Stored data:
----
// Physical device selection policy
//
// Pure data in, index out, so the policy can be tested without a GPU.
// device.rs gathers a DeviceCandidate per physical device and asks
// `select` which one to use.

use super::instance::MIN_API_VERSION;
use ash::vk;
use std::fmt;

/// Feature bits the engine requires from Vulkan 1.2 / 1.3
#[derive(Debug, Clone, Copy, PartialEq, Eq, Default)]
pub struct DeviceFeatures {
    /// 1.3: render without render pass / framebuffer objects
    pub dynamic_rendering: bool,
    /// 1.3: the reworked barrier and submit API
    pub synchronization2: bool,
    /// 1.2: GPU pointers to buffers
    pub buffer_device_address: bool,
    /// 1.2: bindless descriptor arrays
    pub descriptor_indexing: bool,
}

impl DeviceFeatures {
    pub const REQUIRED: Self = Self {
        dynamic_rendering: true,
        synchronization2: true,
        buffer_device_address: true,
        descriptor_indexing: true,
    };

    /// Names of features in `required` that `self` lacks
    pub fn missing(&self, required: &Self) -> Vec<&'static str> {
        [
            (required.dynamic_rendering, self.dynamic_rendering, "dynamicRendering"),
            (required.synchronization2, self.synchronization2, "synchronization2"),
            (required.buffer_device_address, self.buffer_device_address, "bufferDeviceAddress"),
            (required.descriptor_indexing, self.descriptor_indexing, "descriptorIndexing"),
        ]
        .into_iter()
        .filter(|&(wanted, present, _)| wanted && !present)
        .map(|(_, _, name)| name)
        .collect()
    }
}

/// Everything the policy needs to know about one physical device
#[derive(Debug, Clone)]
pub struct DeviceCandidate {
    pub name: String,
    pub api_version: u32,
    pub device_type: vk::PhysicalDeviceType,
    pub features: DeviceFeatures,
    pub has_swapchain_extension: bool,
    /// First queue family with graphics and present support for our surface
    pub present_queue_family: Option<u32>,
    /// Set when a driver query for this device failed
    pub query_error: Option<String>,
}

#[derive(Debug, Clone, PartialEq, Eq)]
pub enum Rejection {
    QueryFailed(String),
    ApiVersion(u32),
    MissingFeatures(Vec<&'static str>),
    NoSwapchainExtension,
    NoPresentQueue,
}

impl fmt::Display for Rejection {
    fn fmt(&self, f: &mut fmt::Formatter<'_>) -> fmt::Result {
        match self {
            Rejection::QueryFailed(error) => write!(f, "driver query failed: {}", error),
            Rejection::ApiVersion(version) => write!(
                f,
                "API version {}.{} below 1.3",
                vk::api_version_major(*version),
                vk::api_version_minor(*version)
            ),
            Rejection::MissingFeatures(names) => write!(f, "missing {}", names.join(", ")),
            Rejection::NoSwapchainExtension => write!(f, "no VK_KHR_swapchain"),
            Rejection::NoPresentQueue => {
                write!(f, "no graphics queue that can present to the surface")
            }
        }
    }
}

impl DeviceCandidate {
    /// Check the candidate against the engine's minimum requirements
    pub fn evaluate(&self) -> Result<(), Rejection> {
        if let Some(error) = &self.query_error {
            return Err(Rejection::QueryFailed(error.clone()));
        }

        if self.api_version < MIN_API_VERSION {
            return Err(Rejection::ApiVersion(self.api_version));
        }

        let missing = self.features.missing(&DeviceFeatures::REQUIRED);
        if !missing.is_empty() {
            return Err(Rejection::MissingFeatures(missing));
        }

        if !self.has_swapchain_extension {
            return Err(Rejection::NoSwapchainExtension);
        }

        if self.present_queue_family.is_none() {
            return Err(Rejection::NoPresentQueue);
        }

        Ok(())
    }
}

/// Preference among device types (higher wins)
pub fn type_rank(device_type: vk::PhysicalDeviceType) -> u32 {
    match device_type {
        vk::PhysicalDeviceType::DISCRETE_GPU => 4,
        vk::PhysicalDeviceType::INTEGRATED_GPU => 3,
        vk::PhysicalDeviceType::VIRTUAL_GPU => 2,
        vk::PhysicalDeviceType::CPU => 1,
        _ => 0,
    }
}

/// Pick the best suitable candidate.
///
/// Returns its index, or one "name: reason" line per rejected device.
/// Among equally ranked devices the first enumerated wins.
pub fn select(candidates: &[DeviceCandidate]) -> Result<usize, Vec<String>> {
    let mut best: Option<(usize, u32)> = None;
    let mut rejections = Vec::new();

    for (index, candidate) in candidates.iter().enumerate() {
        if let Err(reason) = candidate.evaluate() {
            log::debug!("Skipping GPU {}: {}", candidate.name, reason);
            rejections.push(format!("{}: {}", candidate.name, reason));
            continue;
        }

        let rank = type_rank(candidate.device_type);
        if best.map_or(true, |(_, best_rank)| rank > best_rank) {
            best = Some((index, rank));
        }
    }

    match best {
        Some((index, _)) => Ok(index),
        None if candidates.is_empty() => Err(vec!["no Vulkan devices enumerated".to_string()]),
        None => Err(rejections),
    }
}

#[cfg(test)]
mod tests {
    use super::*;

    fn candidate(name: &str, device_type: vk::PhysicalDeviceType) -> DeviceCandidate {
        DeviceCandidate {
            name: name.to_string(),
            api_version: vk::API_VERSION_1_3,
            device_type,
            features: DeviceFeatures::REQUIRED,
            has_swapchain_extension: true,
            present_queue_family: Some(0),
            query_error: None,
        }
    }

    #[test]
    fn prefers_discrete_over_integrated() {
        let devices = [
            candidate("iGPU", vk::PhysicalDeviceType::INTEGRATED_GPU),
            candidate("dGPU", vk::PhysicalDeviceType::DISCRETE_GPU),
        ];
        assert_eq!(select(&devices), Ok(1));
    }

    #[test]
    fn first_device_wins_a_tie() {
        let devices = [
            candidate("first", vk::PhysicalDeviceType::DISCRETE_GPU),
            candidate("second", vk::PhysicalDeviceType::DISCRETE_GPU),
        ];
        assert_eq!(select(&devices), Ok(0));
    }

    #[test]
    fn unsuitable_discrete_loses_to_suitable_cpu() {
        let mut old = candidate("old dGPU", vk::PhysicalDeviceType::DISCRETE_GPU);
        old.api_version = vk::API_VERSION_1_2;
        let devices = [old, candidate("llvmpipe", vk::PhysicalDeviceType::CPU)];
        assert_eq!(select(&devices), Ok(1));
    }

    #[test]
    fn reports_why_each_device_was_rejected() {
        let mut old = candidate("old", vk::PhysicalDeviceType::DISCRETE_GPU);
        old.api_version = vk::API_VERSION_1_1;

        let mut no_sync2 = candidate("no-sync2", vk::PhysicalDeviceType::DISCRETE_GPU);
        no_sync2.features.synchronization2 = false;

        let mut headless = candidate("headless", vk::PhysicalDeviceType::DISCRETE_GPU);
        headless.present_queue_family = None;

        let reasons = select(&[old, no_sync2, headless]).unwrap_err();
        assert_eq!(
            reasons,
            vec![
                "old: API version 1.1 below 1.3".to_string(),
                "no-sync2: missing synchronization2".to_string(),
                "headless: no graphics queue that can present to the surface".to_string(),
            ]
        );
    }

    #[test]
    fn empty_device_list_is_an_error() {
        assert!(select(&[]).is_err());
    }

    #[test]
    fn missing_lists_only_required_features() {
        let have = DeviceFeatures {
            dynamic_rendering: true,
            ..Default::default()
        };
        assert_eq!(
            have.missing(&DeviceFeatures::REQUIRED),
            vec!["synchronization2", "bufferDeviceAddress", "descriptorIndexing"]
        );
        assert!(have.missing(&DeviceFeatures::default()).is_empty());
    }

    #[test]
    fn swapchain_extension_is_required() {
        let mut device = candidate("no-wsi", vk::PhysicalDeviceType::INTEGRATED_GPU);
        device.has_swapchain_extension = false;
        assert_eq!(device.evaluate(), Err(Rejection::NoSwapchainExtension));
    }

    #[test]
    fn failed_query_rules_out_only_that_device() {
        let mut broken = candidate("broken dGPU", vk::PhysicalDeviceType::DISCRETE_GPU);
        broken.query_error = Some("ERROR_SURFACE_LOST_KHR".to_string());
        let devices = [broken, candidate("iGPU", vk::PhysicalDeviceType::INTEGRATED_GPU)];
        assert_eq!(select(&devices), Ok(1));

        let reasons = select(&devices[..1]).unwrap_err();
        assert_eq!(
            reasons,
            vec!["broken dGPU: driver query failed: ERROR_SURFACE_LOST_KHR".to_string()]
        );
    }
}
----
Your assignment: Within the entries, find all lines that contain "MissingFeatures" and copy each one.

Result for this exercise:
    MissingFeatures(Vec<&'static str>),
            Rejection::MissingFeatures(names) => write!(f, "missing {}", names.join(", ")),
            return Err(Rejection::MissingFeatures(missing));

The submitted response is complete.